Many years later, one Sunday morning, this girl sat with her daughter to do an art activity. She watched her daughter joyfully play with colours. This reminded her of her childhood. Just then she heard that familiar voice, ‘You can’t draw’ and her hands trembled as she picked an oil pastel.

“Mumma, you also colour na with me” said her 4 year-old daughter.

She couldn’t. She kept the oil pastels in the box and was about to get up, when her daughter pulled her duppata and said, “Samu wants a flower, can you colour? Please….”

That moment was magical, she picked up the colours and started colouring the flower. With each stroke, she felt the old voices fade away and within minutes she finished colouring the flower.

“Mumma, this is BEST, you’re awesome!” praised her daughter.

Now those voices no longer bother her and she continues to enjoy art and its various form.


These are some of her art work, Gayu’s art work.

into the wild


Did you enjoy art as a child? Do you love playing with colours? What do you think of my art work?

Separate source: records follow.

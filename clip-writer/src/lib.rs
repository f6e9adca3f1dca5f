//! Short evidence clips, written by piping raw RGB frames into an ffmpeg
//! child process. No encoder linkage: ffmpeg does the work.

use std::io::Write;
use std::path::Path;
use std::process::{Child, ChildStdin, Command, Stdio};

use image::RgbImage;

#[derive(Debug, thiserror::Error)]
pub enum Error {
    #[error("IO error: {0}")]
    Io(#[from] std::io::Error),
    #[error("frame is {got:?} but the clip is {want:?}")]
    FrameSizeMismatch { want: (u32, u32), got: (u32, u32) },
    #[error("ffmpeg exited with {status}")]
    FfmpegFailed { status: std::process::ExitStatus },
    #[error("clip already finished")]
    AlreadyFinished,
}

pub type Result<T> = std::result::Result<T, Error>;

/// Map a FOURCC-style codec name from the config onto an ffmpeg encoder.
/// Unrecognized names are passed straight through as `-c:v` values.
fn codec_args(codec: &str) -> Vec<String> {
    let encoder = match codec {
        "mp4v" => "mpeg4",
        "avc1" | "h264" | "x264" => "libx264",
        other => other,
    };
    let mut args = vec!["-c:v".to_string(), encoder.to_string()];
    if encoder == "libx264" {
        // Broadly compatible pixel format for players.
        args.extend(["-pix_fmt", "yuv420p"].map(String::from));
    }
    args
}

pub struct ClipWriter {
    child: Child,
    stdin: Option<ChildStdin>,
    width: u32,
    height: u32,
}

impl ClipWriter {
    pub fn create<P: AsRef<Path>>(
        path: P,
        width: u32,
        height: u32,
        fps: u32,
        codec: &str,
    ) -> Result<Self> {
        let mut args: Vec<String> = [
            "-hide_banner",
            "-nostdin",
            "-loglevel",
            "error",
            "-y",
            "-f",
            "rawvideo",
            "-pix_fmt",
            "rgb24",
            "-video_size",
        ]
        .map(String::from)
        .to_vec();
        args.push(format!("{width}x{height}"));
        args.push("-framerate".to_string());
        args.push(fps.max(1).to_string());
        args.push("-i".to_string());
        args.push("-".to_string());
        args.extend(codec_args(codec));
        args.push(path.as_ref().to_string_lossy().into_owned());

        let mut child = Command::new("ffmpeg")
            .args(&args)
            .stdin(Stdio::piped())
            .stdout(Stdio::null())
            .stderr(Stdio::null())
            .spawn()?;
        let stdin = child.stdin.take().expect("ffmpeg stdin was piped");

        Ok(Self {
            child,
            stdin: Some(stdin),
            width,
            height,
        })
    }

    pub fn write_frame(&mut self, frame: &RgbImage) -> Result<()> {
        let Some(stdin) = self.stdin.as_mut() else {
            return Err(Error::AlreadyFinished);
        };
        if frame.dimensions() != (self.width, self.height) {
            return Err(Error::FrameSizeMismatch {
                want: (self.width, self.height),
                got: frame.dimensions(),
            });
        }
        stdin.write_all(frame.as_raw())?;
        Ok(())
    }

    /// Close the pipe and wait for ffmpeg to finalize the file.
    pub fn finish(mut self) -> Result<()> {
        drop(self.stdin.take());
        let status = self.child.wait()?;
        if !status.success() {
            return Err(Error::FfmpegFailed { status });
        }
        Ok(())
    }
}

impl Drop for ClipWriter {
    fn drop(&mut self) {
        if self.stdin.take().is_some() {
            let _ = self.child.wait();
        }
    }
}

#[cfg(test)]
mod tests {
    use super::*;

    fn ffmpeg_available() -> bool {
        Command::new("ffmpeg")
            .arg("-version")
            .stdout(Stdio::null())
            .stderr(Stdio::null())
            .status()
            .map(|s| s.success())
            .unwrap_or(false)
    }

    #[test]
    fn codec_names_map_to_encoders() {
        assert_eq!(codec_args("mp4v")[1], "mpeg4");
        assert_eq!(codec_args("h264")[1], "libx264");
        assert_eq!(codec_args("libvpx")[1], "libvpx");
    }

    #[test]
    fn writes_a_playable_clip() {
        if !ffmpeg_available() {
            eprintln!("ffmpeg not found; skipping");
            return;
        }
        let dir = tempfile::tempdir().unwrap();
        let path = dir.path().join("clip.mp4");
        let mut writer = ClipWriter::create(&path, 64, 48, 15, "mp4v").unwrap();
        for i in 0..10u8 {
            let frame = RgbImage::from_pixel(64, 48, image::Rgb([i * 20, 40, 200 - i * 10]));
            writer.write_frame(&frame).unwrap();
        }
        writer.finish().unwrap();
        let meta = std::fs::metadata(&path).unwrap();
        assert!(meta.len() > 0, "clip file is empty");
    }

    #[test]
    fn rejects_mismatched_frames() {
        if !ffmpeg_available() {
            eprintln!("ffmpeg not found; skipping");
            return;
        }
        let dir = tempfile::tempdir().unwrap();
        let path = dir.path().join("clip.mp4");
        let mut writer = ClipWriter::create(&path, 64, 48, 15, "mp4v").unwrap();
        let frame = RgbImage::new(32, 32);
        assert!(matches!(
            writer.write_frame(&frame),
            Err(Error::FrameSizeMismatch { .. })
        ));
    }
}
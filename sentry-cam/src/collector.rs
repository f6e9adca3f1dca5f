//! The event collector: rolling pre-trigger history, trigger handling, and
//! post-trigger frame assembly.

use std::collections::VecDeque;
use std::time::Instant;

use chrono::Utc;
use tracing::info;

use event_store::EventSequence;
use sentry_capture::FrameRecord;
use sentry_config_data::AppConfig;
use sentry_fall_logic::{FallFsm, FsmProbe};
use sentry_saver::{CompletedEvent, DecisionRecord, FrameToSave, ModelMeta};
use sentry_types::PoseResult;

type HistEntry = (FrameRecord, Option<PoseResult>);

struct Collecting {
    event_id: String,
    ts_utc: String,
    trigger_index: u64,
    pre: Vec<HistEntry>,
    frames: Vec<HistEntry>,
    need_post: usize,
    decision: DecisionRecord,
}

/// Owns the per-tick decision flow between capture and the saver.
pub struct EventCollector {
    cfg: AppConfig,
    model: ModelMeta,
    host: String,
    app_version: String,
    git_commit: String,
    infer_fps: f64,
    fsm: FallFsm,
    /// Rolling `(frame, pose)` history at inference rate, for pre-trigger
    /// context. Distinct from the capture ring, which runs at camera rate.
    hist: VecDeque<HistEntry>,
    hist_cap: usize,
    collecting: Option<Collecting>,
    seq: EventSequence,
}

impl EventCollector {
    pub fn new(
        cfg: AppConfig,
        model: ModelMeta,
        host: String,
        app_version: String,
        git_commit: String,
    ) -> Self {
        let infer_fps = f64::from(cfg.camera.inference_fps.max(1));
        let hist_cap = (cfg.saver.pre_seconds * infer_fps * 2.0) as usize + 20;
        let fsm = FallFsm::new(cfg.detection.clone(), infer_fps);
        Self {
            cfg,
            model,
            host,
            app_version,
            git_commit,
            infer_fps,
            fsm,
            hist: VecDeque::with_capacity(hist_cap),
            hist_cap,
            collecting: None,
            seq: EventSequence::new(),
        }
    }

    pub fn is_collecting(&self) -> bool {
        self.collecting.is_some()
    }

    pub fn probe(&self, now: Instant) -> FsmProbe {
        self.fsm.probe(now)
    }

    fn push_hist(&mut self, entry: HistEntry) {
        while self.hist.len() >= self.hist_cap {
            self.hist.pop_front();
        }
        self.hist.push_back(entry);
    }

    /// One inference tick. Returns a finished event when the post-trigger
    /// window completes.
    pub fn tick(
        &mut self,
        rec: &FrameRecord,
        pose: Option<PoseResult>,
        now: Instant,
    ) -> Option<CompletedEvent> {
        self.push_hist((rec.clone(), pose.clone()));

        if let Some(col) = self.collecting.as_mut() {
            col.frames.push((rec.clone(), pose));
            if col.frames.len() >= col.need_post {
                let col = self.collecting.take().expect("collecting checked above");
                return Some(self.finalize(col));
            }
            return None;
        }

        // The FSM only sees ticks with a pose; absence of evidence is not
        // evidence of stillness.
        let Some(pose) = pose else {
            return None;
        };
        let (fired, snapshot) = self.fsm.update_at(Some(&pose), now);
        if fired {
            let snapshot = snapshot.expect("trigger carries a snapshot");
            let event_id = self.seq.mint(&self.cfg.camera.camera_id, Utc::now());
            let need_pre = (self.cfg.saver.pre_seconds * self.infer_fps) as usize;
            let pre_start = self.hist.len().saturating_sub(need_pre);
            let pre: Vec<HistEntry> = self.hist.iter().skip(pre_start).cloned().collect();
            info!("fall detected, collecting post window (event {event_id})");
            self.collecting = Some(Collecting {
                event_id,
                ts_utc: event_store::iso_utc(rec.ts_utc),
                trigger_index: rec.index,
                pre,
                frames: Vec::new(),
                need_post: (self.cfg.saver.post_seconds * self.infer_fps) as usize,
                decision: DecisionRecord::freeze(&self.cfg.detection, snapshot),
            });
        }
        None
    }

    fn finalize(&self, col: Collecting) -> CompletedEvent {
        let ms_per_tick = 1000.0 / self.infer_fps.max(1.0);
        let frames: Vec<FrameToSave> = col
            .pre
            .iter()
            .chain(col.frames.iter())
            .map(|(fr, pose)| FrameToSave {
                image: fr.image.clone(),
                t_rel_ms: ((fr.index as i64 - col.trigger_index as i64) as f64 * ms_per_tick)
                    .round() as i64,
                pose: pose.clone(),
            })
            .collect();
        CompletedEvent {
            event_id: col.event_id,
            ts_utc: col.ts_utc,
            camera_id: self.cfg.camera.camera_id.clone(),
            frames,
            decision: col.decision,
            model: self.model.clone(),
            inference_fps: self.infer_fps,
            base_dir: self.cfg.saver.base_dir.clone().into(),
            privacy: self.cfg.privacy.clone(),
            saver: self.cfg.saver.clone(),
            host: self.host.clone(),
            app_version: self.app_version.clone(),
            git_commit: self.git_commit.clone(),
        }
    }
}
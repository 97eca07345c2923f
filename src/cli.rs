//! CLI interface for autoscope.

use anyhow::Result;
use clap::{Parser, Subcommand};

pub mod apply;
pub mod config;
pub mod hook;
pub mod scopes;

/// autoscope: adds module scopes to conventional commit messages.
#[derive(Parser)]
#[command(name = "autoscope")]
#[command(
    about = "Adds conventional-commit scopes based on the files a commit touches",
    long_about = None
)]
#[command(version)]
pub struct Cli {
    /// The main command to execute.
    #[command(subcommand)]
    pub command: Commands,
}

/// Main commands.
#[derive(Subcommand)]
pub enum Commands {
    /// Rewrites a commit message file in place (git commit-msg hook).
    Hook(hook::HookCommand),
    /// Prints a message with scopes for the given files merged in.
    Apply(apply::ApplyCommand),
    /// Prints the scopes matched by the given or staged files.
    Scopes(scopes::ScopesCommand),
    /// Config file inspection.
    Config(config::ConfigCommand),
}

impl Cli {
    /// Executes the CLI command.
    pub fn execute(self) -> Result<()> {
        match self.command {
            Commands::Hook(hook_cmd) => hook_cmd.execute(),
            Commands::Apply(apply_cmd) => apply_cmd.execute(),
            Commands::Scopes(scopes_cmd) => scopes_cmd.execute(),
            Commands::Config(config_cmd) => config_cmd.execute(),
        }
    }
}
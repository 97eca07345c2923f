//! Error types for scope detection.

use std::path::PathBuf;

use thiserror::Error;

/// Errors raised while loading rules, matching files, or touching disk.
#[derive(Error, Debug)]
pub enum ScopeError {
    /// No configuration file exists at any of the searched locations.
    #[error("Config file not found (searched: {})", display_paths(.searched))]
    ConfigNotFound {
        /// Every path that was checked, in resolution order.
        searched: Vec<PathBuf>,
    },

    /// The configuration file is not valid YAML or does not fit the schema.
    #[error("Failed to parse config file {}", .path.display())]
    ConfigParse {
        /// Config file that failed to parse.
        path: PathBuf,
        /// Underlying YAML error.
        #[source]
        source: serde_yaml::Error,
    },

    /// A module entry breaks the name/glob/filesRe exclusivity rules.
    #[error("Invalid module at index {index} ({module}): {reason}")]
    ConfigValidation {
        /// Position of the offending module in the `modules` list.
        index: usize,
        /// Short rendering of the module for diagnostics.
        module: String,
        /// Which rule the module violates.
        reason: ModuleViolation,
    },

    /// A glob or regex pattern failed to compile.
    #[error("Invalid {kind} pattern '{pattern}': {message}")]
    PatternCompile {
        /// Pattern flavour, `glob` or `regex`.
        kind: PatternKind,
        /// The pattern as written in the config.
        pattern: String,
        /// Compiler error message.
        message: String,
    },

    /// More than one scope group took part in a single regex match.
    #[error(
        "Ambiguous match: pattern '{pattern}' captured {} scopes for file {path}: {}",
        .captures.len(),
        .captures.join(", ")
    )]
    AmbiguousCapture {
        /// The regex that produced the captures.
        pattern: String,
        /// File path being matched.
        path: String,
        /// Every scope value captured for the match.
        captures: Vec<String>,
    },

    /// Reading or writing a file failed.
    #[error("I/O error on {}", .path.display())]
    Io {
        /// File being accessed.
        path: PathBuf,
        /// Underlying I/O error.
        #[source]
        source: std::io::Error,
    },
}

/// Structural problems a module entry can have.
#[derive(Error, Debug, Clone, Copy, PartialEq, Eq)]
pub enum ModuleViolation {
    /// `glob` is set but `name` is empty.
    #[error("a module with a glob must have a name")]
    GlobWithoutName,
    /// `name` is set but `glob` is empty.
    #[error("a module with a name must have a glob")]
    NameWithoutGlob,
    /// Both a name/glob pair and `filesRe` are set.
    #[error("define either name and glob, or filesRe, not both")]
    GlobAndRegex,
    /// None of `name`, `glob`, `filesRe` are set.
    #[error("a module must define either name and glob, or filesRe")]
    Empty,
}

/// Pattern flavours a module can use.
#[derive(Debug, Clone, Copy, PartialEq, Eq)]
pub enum PatternKind {
    /// Shell-style glob with `**` support.
    Glob,
    /// Regular expression.
    Regex,
}

impl std::fmt::Display for PatternKind {
    fn fmt(&self, f: &mut std::fmt::Formatter<'_>) -> std::fmt::Result {
        match self {
            Self::Glob => write!(f, "glob"),
            Self::Regex => write!(f, "regex"),
        }
    }
}

fn display_paths(paths: &[PathBuf]) -> String {
    paths
        .iter()
        .map(|p| p.display().to_string())
        .collect::<Vec<_>>()
        .join(", ")
}

impl ScopeError {
    /// Returns true for the missing-config case.
    pub fn is_config_not_found(&self) -> bool {
        matches!(self, Self::ConfigNotFound { .. })
    }
}
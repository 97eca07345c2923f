//! Git operations and repository management.

pub mod repository;

pub use repository::GitRepository;
//! Scope listing.

use std::path::{Path, PathBuf};

use anyhow::Result;
use clap::Parser;

use crate::config::require_config;
use crate::git::GitRepository;

/// Scopes command options.
#[derive(Parser)]
pub struct ScopesCommand {
    /// Files to match. Defaults to the files staged in the repository.
    pub files: Vec<String>,

    /// Repository to read staged files and config from.
    #[arg(long, short = 'C', default_value = ".")]
    pub repo: PathBuf,

    /// Config file to use instead of discovering one.
    #[arg(long)]
    pub config: Option<PathBuf>,
}

impl ScopesCommand {
    /// Executes the scopes command.
    pub fn execute(self) -> Result<()> {
        for scope in self.collect()? {
            println!("{scope}");
        }
        Ok(())
    }

    /// Returns the matched scopes, sorted.
    pub fn collect(&self) -> Result<Vec<String>> {
        if !self.files.is_empty() {
            let loaded = require_config(&self.repo, self.config.as_deref())?;
            return Ok(loaded.config.scopes_for_files(&self.files)?);
        }

        let repo = GitRepository::discover(&self.repo)?;
        let base_dir = repo.workdir().unwrap_or(Path::new(".")).to_path_buf();
        let loaded = require_config(&base_dir, self.config.as_deref())?;
        let files = repo.staged_files()?;
        Ok(loaded.config.scopes_for_files(&files)?)
    }
}
//! Configuration-related CLI commands.

use std::path::{Path, PathBuf};

use anyhow::{Context, Result};
use clap::{Parser, Subcommand};

use crate::config::{require_config, LoadedConfig};

/// Configuration operations.
#[derive(Parser)]
pub struct ConfigCommand {
    /// Configuration subcommand to execute.
    #[command(subcommand)]
    pub command: ConfigSubcommands,
}

/// Configuration subcommands.
#[derive(Subcommand)]
pub enum ConfigSubcommands {
    /// Loads and validates the config file.
    Check(CheckCommand),
    /// Shows where the config was found and the rules it defines.
    Show(ShowCommand),
}

/// Check command options.
#[derive(Parser)]
pub struct CheckCommand {
    /// Config file to use instead of discovering one.
    #[arg(long)]
    pub config: Option<PathBuf>,
}

/// Show command options.
#[derive(Parser)]
pub struct ShowCommand {
    /// Config file to use instead of discovering one.
    #[arg(long)]
    pub config: Option<PathBuf>,
}

impl ConfigCommand {
    /// Executes the config command.
    pub fn execute(self) -> Result<()> {
        match self.command {
            ConfigSubcommands::Check(check_cmd) => check_cmd.execute(),
            ConfigSubcommands::Show(show_cmd) => show_cmd.execute(),
        }
    }
}

impl CheckCommand {
    /// Executes the check command.
    pub fn execute(self) -> Result<()> {
        println!("{}", self.report(Path::new("."))?);
        Ok(())
    }

    /// Validates the config, compiles its patterns and describes it in one line.
    pub fn report(&self, base_dir: &Path) -> Result<String> {
        let LoadedConfig { config, source } = require_config(base_dir, self.config.as_deref())?;
        config
            .compile()
            .with_context(|| format!("Invalid pattern in {source}"))?;
        let count = config.modules.len();
        let noun = if count == 1 { "module" } else { "modules" };
        Ok(format!("{source}: {count} {noun}, OK"))
    }
}

impl ShowCommand {
    /// Executes the show command.
    pub fn execute(self) -> Result<()> {
        print!("{}", self.render(Path::new("."))?);
        Ok(())
    }

    /// Renders the config source followed by the normalized rules.
    pub fn render(&self, base_dir: &Path) -> Result<String> {
        let LoadedConfig { config, source } = require_config(base_dir, self.config.as_deref())?;
        let yaml = serde_yaml::to_string(&config).context("Failed to serialize config to YAML")?;
        Ok(format!("# {source}\n{yaml}"))
    }
}
//! Commit message hook.

use std::fs;
use std::path::PathBuf;

use anyhow::{Context, Result};
use clap::Parser;
use tracing::{debug, info};

use crate::commit::merge_scopes;
use crate::config::load_config;
use crate::error::ScopeError;
use crate::git::GitRepository;

/// Hook command options.
///
/// Install as `.git/hooks/commit-msg` (or `prepare-commit-msg`) with
/// `exec autoscope hook "$@"`.
#[derive(Parser)]
pub struct HookCommand {
    /// Commit message file passed by git.
    pub message_file: PathBuf,

    /// Extra arguments git passes to prepare-commit-msg hooks (ignored).
    #[arg(hide = true)]
    pub hook_args: Vec<String>,

    /// Repository to read staged files from.
    #[arg(long, short = 'C', default_value = ".")]
    pub repo: PathBuf,

    /// Config file to use instead of discovering one.
    #[arg(long)]
    pub config: Option<PathBuf>,
}

/// What the hook did to the message file.
#[derive(Debug, Clone, PartialEq, Eq)]
pub enum HookOutcome {
    /// No config file was found, so nothing was done.
    NoConfig,
    /// No staged file matched any module.
    NoScopes,
    /// Every matched scope was already in the header, or the header is not conventional.
    Unchanged(Vec<String>),
    /// The message file was rewritten with these scopes merged in.
    Updated(Vec<String>),
}

impl HookCommand {
    /// Executes the hook command.
    pub fn execute(self) -> Result<()> {
        let outcome = self.run()?;
        debug!(?outcome, "Hook finished");
        Ok(())
    }

    /// Runs the hook and reports what happened.
    pub fn run(&self) -> Result<HookOutcome> {
        let repo = GitRepository::discover(&self.repo)?;
        let workdir = repo
            .workdir()
            .context("Repository has no working tree")?
            .to_path_buf();

        let Some(loaded) = load_config(&workdir, self.config.as_deref())? else {
            info!(
                dir = %workdir.display(),
                "No scope config found, leaving commit message untouched"
            );
            return Ok(HookOutcome::NoConfig);
        };
        debug!(source = %loaded.source, "Using scope config");

        let files = repo.staged_files()?;
        let scopes = loaded.config.scopes_for_files(&files)?;
        if scopes.is_empty() {
            return Ok(HookOutcome::NoScopes);
        }

        let message = fs::read_to_string(&self.message_file).map_err(|source| ScopeError::Io {
            path: self.message_file.clone(),
            source,
        })?;

        let merged = merge_scopes(&message, &scopes);
        if merged == message {
            return Ok(HookOutcome::Unchanged(scopes));
        }

        fs::write(&self.message_file, merged).map_err(|source| ScopeError::Io {
            path: self.message_file.clone(),
            source,
        })?;
        info!(?scopes, file = %self.message_file.display(), "Added scopes to commit message");

        Ok(HookOutcome::Updated(scopes))
    }
}
//! # Portlink Parser
//!
//! Parser for Portlink reference tokens, the command-line strings that name
//! a module, a port and a port type.
//!
//! ## Usage
//!
//! ```
//! # use portlink_parser::{parse_reference, error::ParseError};
//!
//! fn main() -> Result<(), ParseError> {
//!     let source = parse_reference("Oscillator::out:audio")?;
//!     let dest = parse_reference("Mixer")?;
//!
//!     assert_eq!(source.port(), "out");
//!     assert!(!dest.has_port());
//!     Ok(())
//! }
//! ```

pub mod error;

mod parser;
#[cfg(test)]
mod parser_tests;
mod reference;
mod span;

pub use parser::{MODULE_SEPARATOR, TYPE_SEPARATOR, parse_reference};
pub use reference::Reference;
pub use span::Span;
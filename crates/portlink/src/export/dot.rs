//! Graphviz DOT backend.
//!
//! Each module becomes one `shape=plain` node whose HTML-like label is a
//! single table row: the module's input ports on the left, its name in the
//! middle, its output ports on the right. Every port cell carries a `port`
//! anchor, so each live link is drawn as an edge from the exact source port
//! (east side) to the exact destination port (west side).
//!
//! A module without input ports has no left column, and one without output
//! ports has no right column.

use std::fmt;

use quick_xml::escape::escape;

use portlink_core::{Direction, Module, Store};

use crate::config::StyleConfig;

/// DOT rendering of a store.
///
/// The rendering happens in [`fmt::Display`], so `to_string()` yields the
/// complete document.
///
/// # Examples
///
/// ```
/// use portlink::{LinkEditor, Store, config::StyleConfig, export::Dot};
///
/// let mut store = Store::new();
/// LinkEditor::new(&mut store).add("Osc::out", "Mixer::in1").unwrap();
///
/// let dot = Dot::new(&store, &StyleConfig::default()).to_string();
/// assert!(dot.starts_with("digraph G {"));
/// assert!(dot.contains(r#""Osc":"out":e -> "Mixer":"in1":w;"#));
/// ```
pub struct Dot<'a> {
    store: &'a Store,
    style: &'a StyleConfig,
}

impl<'a> Dot<'a> {
    /// Creates a DOT rendering of `store` using the graph attributes in `style`.
    pub fn new(store: &'a Store, style: &'a StyleConfig) -> Self {
        Self { store, style }
    }

    fn write_header(&self, f: &mut fmt::Formatter<'_>) -> fmt::Result {
        let font = quote_id(self.style.font_name());
        let node_size = self.style.font_size();
        let edge_size = node_size.saturating_sub(2).max(1);

        writeln!(f, "digraph G {{")?;
        writeln!(f, "  rankdir={};", quote_id(self.style.rank_direction()))?;
        writeln!(f, "  splines=ortho;")?;
        writeln!(f, "  nodesep=0.8;")?;
        writeln!(f, "  ranksep=1.0;")?;
        writeln!(f, "  node [shape=plain, fontname={font}, fontsize={node_size}];")?;
        writeln!(f, "  edge [fontname={font}, fontsize={edge_size}];")?;
        writeln!(f)
    }

    fn write_node(&self, f: &mut fmt::Formatter<'_>, module: &Module) -> fmt::Result {
        writeln!(f, "  {} [label=<", quote_id(module.name()))?;
        writeln!(
            f,
            r#"   <table border="0" cellborder="0" cellspacing="0" cellpadding="0">"#
        )?;
        writeln!(f, "     <tr>")?;

        write_port_column(f, module, Direction::In)?;

        writeln!(f, r##"       <td border="1" bgcolor="#f0f0f0">"##)?;
        writeln!(
            f,
            r#"         <table border="0" cellborder="0" cellspacing="0" cellpadding="8">"#
        )?;
        writeln!(f, "           <tr><td><b>{}</b></td></tr>", escape(module.name()))?;
        writeln!(f, "         </table>")?;
        writeln!(f, "       </td>")?;

        write_port_column(f, module, Direction::Out)?;

        writeln!(f, "     </tr>")?;
        writeln!(f, "   </table>>];")?;
        writeln!(f)
    }
}

impl fmt::Display for Dot<'_> {
    fn fmt(&self, f: &mut fmt::Formatter<'_>) -> fmt::Result {
        self.write_header(f)?;

        for module in self.store.modules() {
            self.write_node(f, module)?;
        }

        writeln!(f)?;
        for link in self.store.links() {
            writeln!(
                f,
                "  {}:{}:e -> {}:{}:w;",
                quote_id(link.module.name()),
                quote_id(link.port.name()),
                quote_id(link.destination.module()),
                quote_id(link.destination.port()),
            )?;
        }

        writeln!(f, "}}")
    }
}

/// Writes the table cell listing `module`'s ports of one direction.
///
/// Nothing is written when the module has no such ports.
fn write_port_column(f: &mut fmt::Formatter<'_>, module: &Module, direction: Direction) -> fmt::Result {
    let mut ports = module
        .ports()
        .filter(|port| port.direction() == direction)
        .peekable();
    if ports.peek().is_none() {
        return Ok(());
    }

    writeln!(f, "       <td>")?;
    writeln!(
        f,
        r#"         <table border="0" cellborder="1" cellspacing="0" cellpadding="4">"#
    )?;
    for port in ports {
        let name = escape(port.name());
        writeln!(
            f,
            r##"           <tr><td port="{name}" bgcolor="#ffffff">{name}</td></tr>"##
        )?;
    }
    writeln!(f, "         </table>")?;
    writeln!(f, "       </td>")
}

/// Quotes `id` as a DOT string identifier.
///
/// Only `"` is an escape inside DOT strings, so everything else is kept
/// as is and a port name reads the same here as in its `port` anchor. A
/// backslash that would run into a quote is doubled.
fn quote_id(id: &str) -> String {
    let mut quoted = String::with_capacity(id.len() + 2);
    quoted.push('"');
    let mut chars = id.chars().peekable();
    while let Some(ch) = chars.next() {
        match ch {
            '"' => quoted.push_str("\\\""),
            '\\' if matches!(chars.peek(), None | Some('"')) => quoted.push_str("\\\\"),
            other => quoted.push(other),
        }
    }
    quoted.push('"');
    quoted
}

Do let me know more about it in the comments section.

Happy Sunday folks! Good Night!

Love and gratitude,


7 thoughts on “The Little Girl and Her Art Work

  1. Over the years I am more and more convinced that teaching should be the highest paid profession. And it should be highest at the pre-school / kindergarten level and less and less for older and older classes. I believe the best teachers should be able to bring out the best in kids who find things difficult.
    Gayu, I also found drawing difficult. And… in college, we were once told to draw a piece of equipment just by looking at the machine, and I could produce something great. I really don’t know what made me do it, but I did.
    I still believe that if I had been taught Maths well, I would not have been scared of it 🙂 Not that we had bad teachers, but I think they still could not remove the fear from some of us…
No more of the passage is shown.